Oswine, Oswin or Osuine (died 20 August 651) was a King of Deira in northern England.

Life
Oswine succeeded King Oswald of Northumbria, probably around the year 644, after Oswald's death at the Battle of Maserfield. Oswine was the son of Osric. His succession, perhaps the choice of the people of Deira, split the Kingdom of Northumbria. Oswiu was the successor of Bernicia to the north.

After seven years of peaceful rule, Oswiu declared war on Oswine. Oswine refused to engage in battle, instead retreating to Gilling and the home of his friend, Earl Humwald. Humwald betrayed Oswine, delivering him to Oswiu's soldiers by whom Oswine was put to death, probably at Diddersley Hill in North Yorkshire.

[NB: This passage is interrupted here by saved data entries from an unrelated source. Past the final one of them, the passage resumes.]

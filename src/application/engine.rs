use thiserror::Error;

use crate::domain::{Cell, EdgeRule, Grid, History};

/// Returned by [`Engine::place_cell`] for coordinates outside the board.
/// The driver pre-validates pointer input, so this is a defensive
/// backstop rather than the primary guard.
#[derive(Clone, Copy, PartialEq, Eq, Debug, Error)]
#[error("cell ({row}, {col}) is outside the {rows}x{cols} board")]
pub struct InvalidCoordinate {
    pub row: usize,
    pub col: usize,
    pub rows: usize,
    pub cols: usize,
}

/// Engine owns the live board, the saved initial board, and the
/// undo/redo timeline. All operations are synchronous and run on the
/// caller's thread; there is no internal locking.
pub struct Engine {
    grid: Grid,
    initial_grid: Grid,
    history: History,
    edges: EdgeRule,
}

impl Engine {
    /// Create an engine with a zero-filled board of the given dimensions,
    /// clamped edges, and an unbounded undo timeline
    pub fn new(rows: usize, cols: usize) -> Self {
        Self::with_edge_rule(rows, cols, EdgeRule::default())
    }

    /// Create an engine with an explicit edge policy
    pub fn with_edge_rule(rows: usize, cols: usize, edges: EdgeRule) -> Self {
        Self {
            grid: Grid::new(rows, cols),
            initial_grid: Grid::new(rows, cols),
            history: History::unbounded(),
            edges,
        }
    }

    /// Cap the undo timeline at `max_depth` snapshots (builder pattern)
    pub fn with_history_limit(mut self, max_depth: usize) -> Self {
        self.history = History::bounded(max_depth);
        self
    }

    /// Read-only view of the live board (for rendering)
    pub fn grid(&self) -> &Grid {
        &self.grid
    }

    /// Board dimensions as (rows, cols)
    pub fn dimensions(&self) -> (usize, usize) {
        self.grid.dimensions()
    }

    /// The edge policy this engine steps with
    pub fn edge_rule(&self) -> EdgeRule {
        self.edges
    }

    /// Advance the board one generation. The new board replaces the old
    /// one wholesale; callers never observe a partially updated state.
    /// Stepping is not an edit and records nothing in the timeline.
    pub fn step(&mut self) {
        self.grid = self.grid.step(self.edges);
    }

    /// Turn the cell at (row, col) alive, snapshotting the previous
    /// board first. A snapshot is recorded even when the cell was
    /// already alive, so every placement is one undo step.
    pub fn place_cell(&mut self, row: usize, col: usize) -> Result<(), InvalidCoordinate> {
        let (rows, cols) = self.grid.dimensions();
        if row >= rows || col >= cols {
            return Err(InvalidCoordinate { row, col, rows, cols });
        }
        self.history.record(self.grid.clone());
        self.grid.set(row, col, Cell::Alive);
        Ok(())
    }

    /// Zero the board. The snapshot is taken after zeroing, so an undo
    /// following a clear restores the empty board rather than the
    /// pattern that was wiped.
    pub fn clear(&mut self) {
        let (rows, cols) = self.grid.dimensions();
        self.grid = Grid::new(rows, cols);
        self.history.record(self.grid.clone());
    }

    /// Remember the current board as the point to reset to
    pub fn save_initial_state(&mut self) {
        self.initial_grid = self.grid.clone();
    }

    /// Bring back the remembered board. Not an edit: the undo/redo
    /// timeline is untouched, so a reset cannot itself be undone.
    pub fn restore_initial_state(&mut self) {
        self.grid = self.initial_grid.clone();
    }

    /// Step back to the previous recorded board; no-op when the
    /// timeline is empty
    pub fn undo(&mut self) {
        if let Some(restored) = self.history.undo(&self.grid) {
            self.grid = restored;
        }
    }

    /// Replay the most recently undone board; no-op when there is
    /// nothing to redo
    pub fn redo(&mut self) {
        if let Some(restored) = self.history.redo(&self.grid) {
            self.grid = restored;
        }
    }

    pub fn can_undo(&self) -> bool {
        self.history.can_undo()
    }

    pub fn can_redo(&self) -> bool {
        self.history.can_redo()
    }

    /// Number of snapshots currently available to undo
    pub fn undo_depth(&self) -> usize {
        self.history.undo_depth()
    }
}

#[cfg(test)]
mod tests {
    use super::*;

    #[test]
    fn test_place_then_undo_then_redo() {
        let mut engine = Engine::new(5, 5);
        engine.place_cell(2, 3).unwrap();
        assert_eq!(engine.grid().get(2, 3), Some(Cell::Alive));

        engine.undo();
        assert_eq!(engine.grid().live_cells(), 0);

        engine.redo();
        assert_eq!(engine.grid().get(2, 3), Some(Cell::Alive));
        assert_eq!(engine.grid().live_cells(), 1);
    }

    #[test]
    fn test_undo_with_empty_history_is_noop() {
        let mut engine = Engine::new(5, 5);
        engine.undo();
        assert_eq!(engine.grid().live_cells(), 0);
        assert!(!engine.can_redo());
    }

    #[test]
    fn test_new_placement_discards_redo_branch() {
        let mut engine = Engine::new(5, 5);
        engine.place_cell(0, 0).unwrap();
        engine.undo();
        assert!(engine.can_redo());

        engine.place_cell(1, 1).unwrap();
        assert!(!engine.can_redo());
    }

    #[test]
    fn test_placing_an_alive_cell_still_records_a_snapshot() {
        let mut engine = Engine::new(5, 5);
        engine.place_cell(2, 2).unwrap();
        engine.place_cell(2, 2).unwrap();
        assert_eq!(engine.undo_depth(), 2);

        // both undo steps land on boards with the placement history
        engine.undo();
        assert_eq!(engine.grid().get(2, 2), Some(Cell::Alive));
        engine.undo();
        assert_eq!(engine.grid().live_cells(), 0);
    }

    #[test]
    fn test_place_out_of_range_fails_and_mutates_nothing() {
        let mut engine = Engine::new(5, 5);
        let err = engine.place_cell(5, 0).unwrap_err();
        assert_eq!(
            err,
            InvalidCoordinate {
                row: 5,
                col: 0,
                rows: 5,
                cols: 5
            }
        );
        assert_eq!(engine.grid().live_cells(), 0);
        assert!(!engine.can_undo());
    }

    #[test]
    fn test_undo_after_clear_restores_the_cleared_board() {
        let mut engine = Engine::new(5, 5);
        engine.place_cell(1, 1).unwrap();
        engine.clear();
        assert_eq!(engine.grid().live_cells(), 0);

        // the snapshot recorded by clear is the post-clear board
        engine.undo();
        assert_eq!(engine.grid().live_cells(), 0);

        // one more undo walks back to before the placement
        engine.undo();
        assert_eq!(engine.grid().live_cells(), 0);
    }

    #[test]
    fn test_restore_initial_state_after_stepping() {
        let mut engine = Engine::new(5, 5);
        // horizontal blinker
        engine.place_cell(2, 1).unwrap();
        engine.place_cell(2, 2).unwrap();
        engine.place_cell(2, 3).unwrap();
        engine.save_initial_state();
        let saved = engine.grid().clone();

        engine.step();
        engine.step();
        engine.step();
        assert_ne!(engine.grid(), &saved);

        engine.restore_initial_state();
        assert_eq!(engine.grid(), &saved);
    }

    #[test]
    fn test_restore_initial_state_is_not_undoable() {
        let mut engine = Engine::new(5, 5);
        engine.save_initial_state();
        engine.restore_initial_state();
        assert!(!engine.can_undo());
        assert!(!engine.can_redo());
    }

    #[test]
    fn test_blinker_oscillates_through_the_engine() {
        let mut engine = Engine::new(5, 5);
        engine.place_cell(2, 1).unwrap();
        engine.place_cell(2, 2).unwrap();
        engine.place_cell(2, 3).unwrap();
        let horizontal = engine.grid().clone();

        engine.step();
        assert_eq!(engine.grid().get(1, 2), Some(Cell::Alive));
        assert_eq!(engine.grid().get(2, 2), Some(Cell::Alive));
        assert_eq!(engine.grid().get(3, 2), Some(Cell::Alive));
        assert_eq!(engine.grid().live_cells(), 3);

        engine.step();
        assert_eq!(engine.grid(), &horizontal);
    }

    #[test]
    fn test_history_limit_caps_undo_depth() {
        let mut engine = Engine::new(5, 5).with_history_limit(3);
        for col in 0..5 {
            engine.place_cell(0, col).unwrap();
        }
        assert_eq!(engine.undo_depth(), 3);
    }
}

Bede described the death of King Oswine in 651 and wrote about a place called "Wilfaresdun, that is, Wilfar's Hill, which is almost ten miles distant from the village called Cataract towards the north-west. He himself [King Oswin], with only one trusty soldier, whose name was Tonhere, withdrew and lay concealed in the house of Earl Hunwald, whom he imagined to be his most assured friend. But, alas! it was otherwise; for the earl betrayed him, and Oswy, in a detestable manner, by the hands of his commander, Ethilwin, slew him..." In the text given to us by Bede:

Understanding this to describe a prominent hill located ten Roman miles (i.e. about 9 imperial miles along the old Roman road) northwest of Catterick, then we are left with one possible location for Wilfar's Hill: Diddersley Hill.

Veneration 
In Anglo-Saxon culture, it was assumed that the nearest kinsmen to a murdered person would seek to avenge the death or require some other kind of justice on account of it (such as the payment of wergild: a sum of money paid to the relatives of a slain man on account of the killing). However, Oswine's nearest kinsman was Oswiu's own wife. Oswiu was also related to the slain. In order to confront the justice that was seen to be owed for the murder, Oswiu founded Gilling Abbey, a monastery partly staffed by the relatives of both of their families, and this monastery was given the task of offering prayers for both Oswiu's salvation and Oswine's departed soul. It was from the same monastery, many years later, that Oswine was later claimed to be a saint.

Oswine is one of many Anglo-Saxon royals who were honoured in monasteries and developed cults as saints. Another example is Edward the Martyr.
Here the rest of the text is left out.